An effective strategy for capturing the viewer’s gaze and thus bringing us closer to the surface of the canvas. That is what matters, the battlefield, or rather, the ocean of painting: unrealistic and impossible. And yet so attractive. It is there that Georg Óskar deploys all his arsenal of resources, techniques, gestures, colours, materials, silences and screams, crossings and rhythms, tensions and pauses. The painting is the protagonist. So let’s not lose sight of it!

 

Óskar’s efforts and research are dedicated to pure painting. He assaults the canvas with enthusiasm, without that paralysing respect (quite understandable, by the way, when faced with such an unreal task). He starts the paintings without thinking, he throws himself into the water and the mud, with or without fear.

 

Engaging in a body-to-body relationship with the painting, moving forward, looking precisely and waiting for just the right thing. Two steps forward, one step back. Gestures and colours, oil and acrylic, more experimental materials, trusting in that instinct that has long been trained like a muscle. Painting without previous sketches, waiting for something to happen on the surface of the canvas. Surrendering to this process is like setting out into the open sea; each blank canvas is a journey that begins.

 

The various possibilities of painting are voyages and, despite its immense tradition, there are still waves, icebergs, tides and many winds to explore and master (admitting that the latter stage is reachable).

 

Georg Óskar follows a method of trusting his instinct. A kind of con-trolled chaos or, in other words, a rehearsed improvisation. He surrenders himself to the liquid materiality of this medium with that boldness that is so necessary to sink completely.
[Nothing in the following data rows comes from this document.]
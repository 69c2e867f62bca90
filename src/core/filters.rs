use chrono::DateTime;
use thiserror::Error;

use crate::core::encoding::UnknownVariant;
use crate::core::range::{RangeError, RangePredicate};
use crate::models::{Match, MatchTimes, MatchType, Timestamp};

pub const NUM: &str = "num";
pub const ARENA: &str = "arena";
pub const TYPE: &str = "type";
pub const TEAM: &str = "team";
pub const GAME_START_TIME: &str = "game_start_time";
pub const GAME_END_TIME: &str = "game_end_time";
pub const SLOT_START_TIME: &str = "slot_start_time";
pub const SLOT_END_TIME: &str = "slot_end_time";

/// Every query key accepted as a match filter
pub const FILTER_KEYS: &[&str] = &[
    NUM,
    ARENA,
    TYPE,
    TEAM,
    GAME_START_TIME,
    GAME_END_TIME,
    SLOT_START_TIME,
    SLOT_END_TIME,
];

/// Errors raised while building a filter set from query parameters
#[derive(Debug, Clone, PartialEq, Eq, Error)]
pub enum FilterError {
    #[error("unknown match filter: {0}")]
    UnknownFilter(String),

    #[error("invalid value for {key}: {source}")]
    InvalidRange {
        key: String,
        #[source]
        source: RangeError,
    },

    #[error("invalid value for {key}: {reason}")]
    InvalidValue { key: String, reason: String },

    #[error(transparent)]
    UnknownMatchType(#[from] UnknownVariant),

    #[error("invalid limit {0:?}: expected a signed integer")]
    InvalidLimit(String),
}

/// Which of a match's times a timestamp filter looks at
#[derive(Debug, Clone, Copy, PartialEq, Eq)]
pub enum TimeField {
    GameStart,
    GameEnd,
    SlotStart,
    SlotEnd,
}

impl TimeField {
    pub fn from_key(key: &str) -> Option<Self> {
        match key {
            GAME_START_TIME => Some(Self::GameStart),
            GAME_END_TIME => Some(Self::GameEnd),
            SLOT_START_TIME => Some(Self::SlotStart),
            SLOT_END_TIME => Some(Self::SlotEnd),
            _ => None,
        }
    }

    pub fn key(self) -> &'static str {
        match self {
            Self::GameStart => GAME_START_TIME,
            Self::GameEnd => GAME_END_TIME,
            Self::SlotStart => SLOT_START_TIME,
            Self::SlotEnd => SLOT_END_TIME,
        }
    }

    #[inline]
    pub fn of(self, times: &MatchTimes) -> &Timestamp {
        match self {
            Self::GameStart => &times.game.start,
            Self::GameEnd => &times.game.end,
            Self::SlotStart => &times.slot.start,
            Self::SlotEnd => &times.slot.end,
        }
    }
}

/// Parse a strict RFC 3339 timestamp
///
/// A space in place of the `T` separator is rejected explicitly: it is what
/// an unescaped `+` in a query string decodes to. Timestamps without a UTC
/// offset fail to parse.
pub fn parse_timestamp(value: &str) -> Result<Timestamp, String> {
    if value.contains(' ') {
        return Err(
            "timestamp must not contain spaces (was '+' sent unescaped instead of '%2B'?)"
                .to_string(),
        );
    }
    DateTime::parse_from_rfc3339(value).map_err(|e| e.to_string())
}

/// A single named condition on a match
#[derive(Debug, Clone, PartialEq)]
pub enum MatchFilter {
    Number(RangePredicate<i64>),
    Arena(String),
    Type(MatchType),
    Team(String),
    Time(TimeField, RangePredicate<Timestamp>),
}

impl MatchFilter {
    /// Build the filter named by `key` from its raw query value
    pub fn parse(key: &str, value: &str) -> Result<Self, FilterError> {
        let invalid_range = |source: RangeError| FilterError::InvalidRange {
            key: key.to_string(),
            source,
        };

        if let Some(field) = TimeField::from_key(key) {
            let range = RangePredicate::parse_with(value, parse_timestamp).map_err(invalid_range)?;
            return Ok(Self::Time(field, range));
        }

        if value.is_empty() {
            return Err(FilterError::InvalidValue {
                key: key.to_string(),
                reason: "value must not be empty".to_string(),
            });
        }

        match key {
            NUM => value.parse().map(Self::Number).map_err(invalid_range),
            ARENA => Ok(Self::Arena(value.to_string())),
            TYPE => Ok(Self::Type(value.parse()?)),
            TEAM => Ok(Self::Team(value.to_string())),
            other => Err(FilterError::UnknownFilter(other.to_string())),
        }
    }

    #[inline]
    pub fn matches(&self, m: &Match) -> bool {
        match self {
            Self::Number(range) => range.contains(&i64::from(m.num)),
            Self::Arena(arena) => m.arena == *arena,
            Self::Type(match_type) => m.match_type == *match_type,
            Self::Team(tla) => m.has_team(tla),
            Self::Time(field, range) => range.contains(field.of(&m.times)),
        }
    }
}

/// Conjunction of match filters
///
/// An empty set matches every match.
#[derive(Debug, Clone, Default, PartialEq)]
pub struct MatchFilterSet {
    filters: Vec<MatchFilter>,
}

impl MatchFilterSet {
    /// Build a filter set from raw `(key, value)` query parameters
    ///
    /// Unknown keys are reported before any value is parsed, so an unknown
    /// key wins over a malformed value elsewhere in the query. When a key is
    /// repeated only its first value is used.
    pub fn build<'a, I>(params: I) -> Result<Self, FilterError>
    where
        I: IntoIterator<Item = (&'a str, &'a str)>,
    {
        let params: Vec<(&str, &str)> = params.into_iter().collect();

        if let Some((key, _)) = params.iter().find(|(k, _)| !FILTER_KEYS.contains(k)) {
            return Err(FilterError::UnknownFilter(key.to_string()));
        }

        let mut seen: Vec<&str> = Vec::with_capacity(params.len());
        let mut filters = Vec::with_capacity(params.len());

        for (key, value) in params {
            if seen.contains(&key) {
                continue;
            }
            seen.push(key);
            filters.push(MatchFilter::parse(key, value)?);
        }

        Ok(Self { filters })
    }

    pub fn filters(&self) -> &[MatchFilter] {
        &self.filters
    }

    pub fn is_empty(&self) -> bool {
        self.filters.is_empty()
    }

    #[inline]
    pub fn matches(&self, m: &Match) -> bool {
        self.filters.iter().all(|f| f.matches(m))
    }
}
When he begins a canvas, Óskar leaves the safe harbour and gives himself up to his own personal journey. Our artist risks shipwreck, because only then will it have been worth all the effort. It is difficult to recognise small achievements in a subject with so many possible variations, when even the separation between figuration and abstraction ceases to make sense. To save oneself is not important, defeat in the face of painting is an inevitable experience. What is important is to get so far into the subject that all seems lost and sometimes manage to save the painting. The vision of the abyss, inside the painting, is like inhabiting a storm. There are cases in which everything flows organically, when the winds are with you, then all that remains is to rejoice in your lucky star. And then return to the blank canvas, once again, waiting for something to happen. Honestly.

 

Body to body with painting. There are good days and bad days. Getting into painting and surrendering blindly to its practice is like descending into an abyss of purity and unreality. Assault, waiting and starting again.